Rambut yang kian menipis tiap harinya itu, sudah ia tutupi dengan kain bermotif pemberian Bunda karena Hani meminta sewaktu Bunda pulang sebentar ke rumah untuk mengambil beberapa pakaian ganti. Tangannya terulur ke atas, menarik kain bermotif yang ia gunakan untuk menutup kepalanya ke bawah, meletakkannya di atas paha dengan jemari yang masih memegang erat ujung kain tersebut. Pandangannya kosong, menatap tembok di depannya seksama. Pada ruangan yang sama dengan tempat menunggu sesi kemo-nya di mulai. Pikirannya melayang-layang secara acak; dari mulai sekolah, rumah, teman-teman, Bahkan, Hani sekarang merindukan mata pelajaran paling horor beserta guru pengajar yang tak kalah horornya itu.

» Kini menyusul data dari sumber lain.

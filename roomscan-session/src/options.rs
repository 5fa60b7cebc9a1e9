//! Session configuration with load-time validation.

use roomscan_data::{ScanVolume, VolumeError};
use serde::{Deserialize, Serialize};
use std::path::Path;
use thiserror::Error;
use tracing::info;

/// Errors raised when an option set cannot be accepted.
#[derive(Debug, Error)]
pub enum ConfigError {
    #[error("{field} must be positive, got {value}")]
    NonPositive { field: &'static str, value: f32 },

    #[error("max_num_keyframes must be at least 1")]
    ZeroKeyframeCapacity,

    #[error("color_camera_lens_position {0} is outside [0, 1]")]
    LensPositionOutOfRange(f32),

    #[error("initial volume is invalid: {0}")]
    Volume(#[from] VolumeError),

    #[error("hardware-registered depth cannot be combined with expensive depth correction")]
    IncompatibleDepthOptions,

    #[error("failed to read options: {0}")]
    Io(#[from] std::io::Error),

    #[error("failed to parse options: {0}")]
    Parse(#[from] serde_json::Error),
}

/// Static session configuration, validated before a session starts.
#[derive(Debug, Clone, Serialize, Deserialize)]
#[serde(default)]
pub struct ScanOptions {
    /// Initial scanning volume size in meters.
    pub initial_volume_size_meters: [f32; 3],
    /// Cell resolution for the initial volume; rescaled if the size changes.
    pub initial_volume_resolution_meters: f32,
    /// The ceiling is not likely to be very low; vertical size is clamped.
    pub min_vertical_volume_size: f32,
    /// Keyframe capacity. More would not fit the colorization atlas.
    pub max_num_keyframes: usize,
    /// Take a new keyframe if the rotation difference is higher, in degrees.
    pub max_keyframe_rotation_degrees: f32,
    /// Take a new keyframe if the translation difference is higher, in meters.
    pub max_keyframe_translation_meters: f32,
    /// Rotation speed above which a frame would carry motion blur.
    pub max_keyframe_rotation_speed_degrees_per_second: f32,
    /// Warn when the user explores further than this from the initial pose.
    pub max_distance_from_initial_position_meters: f32,
    /// Fixed focus position of the color camera.
    pub color_camera_lens_position: f32,
    /// Use depth aligned to the color viewpoint when the sensor is calibrated.
    /// Overwritten to false when no calibrated color camera is available.
    pub use_hardware_registered_depth: bool,
    /// Per-frame depth accuracy refinement; requires unregistered depth.
    pub apply_expensive_depth_correction: bool,
    /// Run the hole-filling pass during finalization.
    pub hole_filling_enabled: bool,
    /// Run the colorize pass during finalization.
    pub colorize_enabled: bool,
}

impl Default for ScanOptions {
    fn default() -> Self {
        Self {
            initial_volume_size_meters: [6.0, 4.0, 6.0],
            initial_volume_resolution_meters: 0.05,
            min_vertical_volume_size: 3.0,
            max_num_keyframes: 48,
            max_keyframe_rotation_degrees: 20.0,
            max_keyframe_translation_meters: 0.3,
            max_keyframe_rotation_speed_degrees_per_second: 1.0,
            max_distance_from_initial_position_meters: 1.0,
            color_camera_lens_position: 0.75,
            use_hardware_registered_depth: false,
            apply_expensive_depth_correction: true,
            hole_filling_enabled: true,
            colorize_enabled: true,
        }
    }
}

impl ScanOptions {
    /// Load options from a JSON file and validate them. Invalid combinations
    /// are rejected here, never silently ignored later.
    pub fn from_path<P: AsRef<Path>>(path: P) -> Result<Self, ConfigError> {
        let text = std::fs::read_to_string(path.as_ref())?;
        let options: Self = serde_json::from_str(&text)?;
        options.validate()?;
        info!("Loaded scan options from {:?}", path.as_ref());
        Ok(options)
    }

    pub fn validate(&self) -> Result<(), ConfigError> {
        let positive = [
            (
                "initial_volume_resolution_meters",
                self.initial_volume_resolution_meters,
            ),
            (
                "max_keyframe_rotation_degrees",
                self.max_keyframe_rotation_degrees,
            ),
            (
                "max_keyframe_translation_meters",
                self.max_keyframe_translation_meters,
            ),
            (
                "max_keyframe_rotation_speed_degrees_per_second",
                self.max_keyframe_rotation_speed_degrees_per_second,
            ),
            (
                "max_distance_from_initial_position_meters",
                self.max_distance_from_initial_position_meters,
            ),
        ];
        for (field, value) in positive {
            if value <= 0.0 {
                return Err(ConfigError::NonPositive { field, value });
            }
        }
        if self.max_num_keyframes == 0 {
            return Err(ConfigError::ZeroKeyframeCapacity);
        }
        if !(0.0..=1.0).contains(&self.color_camera_lens_position) {
            return Err(ConfigError::LensPositionOutOfRange(
                self.color_camera_lens_position,
            ));
        }
        self.initial_volume()?;
        if self.use_hardware_registered_depth && self.apply_expensive_depth_correction {
            return Err(ConfigError::IncompatibleDepthOptions);
        }
        Ok(())
    }

    /// The configured initial volume.
    pub fn initial_volume(&self) -> Result<ScanVolume, VolumeError> {
        ScanVolume::new(
            self.initial_volume_size_meters.into(),
            self.initial_volume_resolution_meters,
            self.min_vertical_volume_size,
        )
    }

    pub fn max_keyframe_rotation_radians(&self) -> f32 {
        self.max_keyframe_rotation_degrees.to_radians()
    }
}

#[cfg(test)]
mod tests {
    use super::*;

    #[test]
    fn test_defaults_validate() {
        assert!(ScanOptions::default().validate().is_ok());
    }

    #[test]
    fn test_incompatible_depth_options_rejected() {
        let options = ScanOptions {
            use_hardware_registered_depth: true,
            apply_expensive_depth_correction: true,
            ..Default::default()
        };
        assert!(matches!(
            options.validate(),
            Err(ConfigError::IncompatibleDepthOptions)
        ));
    }

    #[test]
    fn test_registered_depth_without_correction_accepted() {
        let options = ScanOptions {
            use_hardware_registered_depth: true,
            apply_expensive_depth_correction: false,
            ..Default::default()
        };
        assert!(options.validate().is_ok());
    }

    #[test]
    fn test_zero_keyframe_capacity_rejected() {
        let options = ScanOptions {
            max_num_keyframes: 0,
            ..Default::default()
        };
        assert!(matches!(
            options.validate(),
            Err(ConfigError::ZeroKeyframeCapacity)
        ));
    }

    #[test]
    fn test_lens_position_range() {
        let options = ScanOptions {
            color_camera_lens_position: 1.5,
            ..Default::default()
        };
        assert!(matches!(
            options.validate(),
            Err(ConfigError::LensPositionOutOfRange(_))
        ));
    }

    #[test]
    fn test_invalid_volume_rejected() {
        let options = ScanOptions {
            initial_volume_size_meters: [6.0, 2.0, 6.0],
            ..Default::default()
        };
        assert!(matches!(options.validate(), Err(ConfigError::Volume(_))));
    }

    #[test]
    fn test_partial_json_uses_defaults() {
        let options: ScanOptions =
            serde_json::from_str(r#"{"max_num_keyframes": 12}"#).unwrap();
        assert_eq!(options.max_num_keyframes, 12);
        assert_eq!(options.max_keyframe_rotation_degrees, 20.0);
        assert!(options.validate().is_ok());
    }
}
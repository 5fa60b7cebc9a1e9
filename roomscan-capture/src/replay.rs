//! Recorded session replay from disk.

use crate::color::color_image_from_rgb;
use crate::imu::{ImuCell, ImuSample};
use crate::source::{CaptureError, FrameSource};
use glam::Vec3;
use roomscan_data::{DepthImage, Intrinsics, SensorFrame};
use serde::Deserialize;
use std::fs::File;
use std::io::BufReader;
use std::path::{Path, PathBuf};
use tracing::{debug, info, warn};

/// One frame entry in the session manifest.
#[derive(Deserialize, Debug)]
struct FrameRecord {
    timestamp: f64,
    color: String,
    depth: String,
    gravity: [f32; 3],
    #[serde(default)]
    rotation_rate: [f32; 3],
}

/// Session manifest (`session.json`) describing a recorded capture.
#[derive(Deserialize, Debug)]
struct SessionManifest {
    intrinsics: Intrinsics,
    frames: Vec<FrameRecord>,
}

/// Replays a recorded session directory: a `session.json` manifest, PNG
/// color frames, and raw little-endian `f32` depth planes registered to the
/// color viewpoint.
pub struct ReplayCapture {
    dir: PathBuf,
    intrinsics: Intrinsics,
    frames: Vec<FrameRecord>,
    index: usize,
    last_timestamp: f64,
    active: bool,
    imu: Option<ImuCell>,
}

impl ReplayCapture {
    /// Open a recorded session directory.
    pub fn open<P: AsRef<Path>>(dir: P) -> Result<Self, CaptureError> {
        let dir = dir.as_ref().to_path_buf();
        let manifest_path = dir.join("session.json");
        info!("Opening recorded session at {:?}", manifest_path);

        let file = File::open(&manifest_path)?;
        let manifest: SessionManifest = serde_json::from_reader(BufReader::new(file))
            .map_err(|e| CaptureError::CaptureFailed(format!("manifest parse error: {e}")))?;

        info!(
            "Recorded session: {} frames at {}x{}",
            manifest.frames.len(),
            manifest.intrinsics.width,
            manifest.intrinsics.height
        );

        Ok(Self {
            dir,
            intrinsics: manifest.intrinsics,
            frames: manifest.frames,
            index: 0,
            last_timestamp: -1.0,
            active: true,
            imu: None,
        })
    }

    /// Publish each frame's inertial data to the given cell during replay.
    pub fn with_imu(mut self, imu: ImuCell) -> Self {
        self.imu = Some(imu);
        self
    }

    fn load_depth(&self, name: &str) -> Result<DepthImage, CaptureError> {
        let bytes = std::fs::read(self.dir.join(name))?;
        let samples: Vec<f32> = bytes
            .chunks_exact(4)
            .map(|c| f32::from_le_bytes([c[0], c[1], c[2], c[3]]))
            .collect();
        DepthImage::new(self.intrinsics.width, self.intrinsics.height, samples)
            .map_err(|e| CaptureError::CaptureFailed(e.to_string()))
    }
}

impl FrameSource for ReplayCapture {
    fn next_frame(&mut self) -> Result<Option<SensorFrame>, CaptureError> {
        loop {
            if !self.active || self.index >= self.frames.len() {
                self.active = false;
                return Ok(None);
            }

            let record = &self.frames[self.index];
            self.index += 1;

            // Recorded clocks can glitch; never emit a regressing timestamp.
            if record.timestamp <= self.last_timestamp {
                warn!(
                    "Skipping frame {} with non-monotonic timestamp {:.4}",
                    self.index - 1,
                    record.timestamp
                );
                continue;
            }

            let rgb = image::open(self.dir.join(&record.color))
                .map_err(|e| CaptureError::CaptureFailed(e.to_string()))?
                .to_rgb8();
            let color = color_image_from_rgb(&rgb)
                .map_err(|e| CaptureError::CaptureFailed(e.to_string()))?;
            let depth = self.load_depth(&record.depth)?;

            let gravity = Vec3::from_array(record.gravity);
            if let Some(imu) = &self.imu {
                imu.publish(ImuSample {
                    gravity,
                    rotation_rate: Vec3::from_array(record.rotation_rate),
                    timestamp: record.timestamp,
                });
            }

            self.last_timestamp = record.timestamp;
            debug!("Replayed frame {} at {:.3}s", self.index - 1, record.timestamp);

            return Ok(Some(SensorFrame {
                timestamp: record.timestamp,
                color,
                depth,
                intrinsics: self.intrinsics,
                gravity,
            }));
        }
    }

    fn frame_rate(&self) -> Option<f32> {
        let first = self.frames.first()?.timestamp;
        let last = self.frames.last()?.timestamp;
        if last > first {
            Some((self.frames.len() as f64 / (last - first)) as f32)
        } else {
            None
        }
    }

    fn resolution(&self) -> (u32, u32) {
        (self.intrinsics.width, self.intrinsics.height)
    }

    fn is_active(&self) -> bool {
        self.active
    }

    fn stop(&mut self) {
        self.active = false;
        info!("Replay stopped after {} frames", self.index);
    }

    fn set_registered_depth(&mut self, enabled: bool) {
        // Recorded depth is already registered at capture time; nothing to
        // reconfigure on replay.
        debug!("Registered-depth toggle ignored on replay (enabled={enabled})");
    }
}

#[cfg(test)]
mod tests {
    use super::*;
    use image::RgbImage;

    fn write_session(dir: &Path, timestamps: &[f64]) {
        std::fs::create_dir_all(dir).unwrap();
        let mut frames = Vec::new();
        for (i, ts) in timestamps.iter().enumerate() {
            let color = format!("{i:04}_color.png");
            let depth = format!("{i:04}_depth.f32");
            RgbImage::from_pixel(4, 4, image::Rgb([64, 64, 64]))
                .save(dir.join(&color))
                .unwrap();
            let samples: Vec<u8> = std::iter::repeat(2.0f32)
                .take(16)
                .flat_map(|v| v.to_le_bytes())
                .collect();
            std::fs::write(dir.join(&depth), samples).unwrap();
            frames.push(format!(
                r#"{{"timestamp": {ts}, "color": "{color}", "depth": "{depth}", "gravity": [0.0, -1.0, 0.0]}}"#
            ));
        }
        let manifest = format!(
            r#"{{"intrinsics": {{"width": 4, "height": 4, "fx": 3.2, "fy": 3.2, "cx": 2.0, "cy": 2.0}}, "frames": [{}]}}"#,
            frames.join(",")
        );
        std::fs::write(dir.join("session.json"), manifest).unwrap();
    }

    fn temp_session(name: &str, timestamps: &[f64]) -> PathBuf {
        let dir = std::env::temp_dir()
            .join("roomscan-replay-tests")
            .join(format!("{}-{}", name, std::process::id()));
        let _ = std::fs::remove_dir_all(&dir);
        write_session(&dir, timestamps);
        dir
    }

    #[test]
    fn test_replay_round_trip() {
        let dir = temp_session("round-trip", &[0.0, 0.033, 0.066]);
        let mut source = ReplayCapture::open(&dir).unwrap();

        let first = source.next_frame().unwrap().unwrap();
        assert_eq!(first.dimensions(), (4, 4));
        assert_eq!(first.depth.depth_at(1, 1), Some(2.0));

        let second = source.next_frame().unwrap().unwrap();
        assert!(second.timestamp > first.timestamp);
    }

    #[test]
    fn test_non_monotonic_frames_skipped() {
        let dir = temp_session("non-monotonic", &[0.0, 0.033, 0.01, 0.066]);
        let mut source = ReplayCapture::open(&dir).unwrap();

        let mut timestamps = Vec::new();
        while let Some(frame) = source.next_frame().unwrap() {
            timestamps.push(frame.timestamp);
        }
        assert_eq!(timestamps, vec![0.0, 0.033, 0.066]);
    }

    #[test]
    fn test_replay_ends_cleanly() {
        let dir = temp_session("ends", &[0.0]);
        let mut source = ReplayCapture::open(&dir).unwrap();
        assert!(source.next_frame().unwrap().is_some());
        assert!(source.next_frame().unwrap().is_none());
        assert!(!source.is_active());
    }

    #[test]
    fn test_missing_manifest() {
        let dir = std::env::temp_dir().join("roomscan-replay-tests/none");
        assert!(matches!(
            ReplayCapture::open(dir),
            Err(CaptureError::Io(_))
        ));
    }
}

Tapi, Hani harus menelan harapannya bulat-bulat karena kondisi yang tidak memungkinkan baginya untuk pergi bersekolah. Dan, mungkin saja tidak akan pernah lagi memungkinkan hal itu terjadi.

Saat pikirannya masih sibuk berkelana jauh, pintu ruangan itu diketuk dua kali sebelum akhirnya setengah terbuka. Menampilkan dua sosok perempuan cantik sama usia; Bunda dan Tante Gigi!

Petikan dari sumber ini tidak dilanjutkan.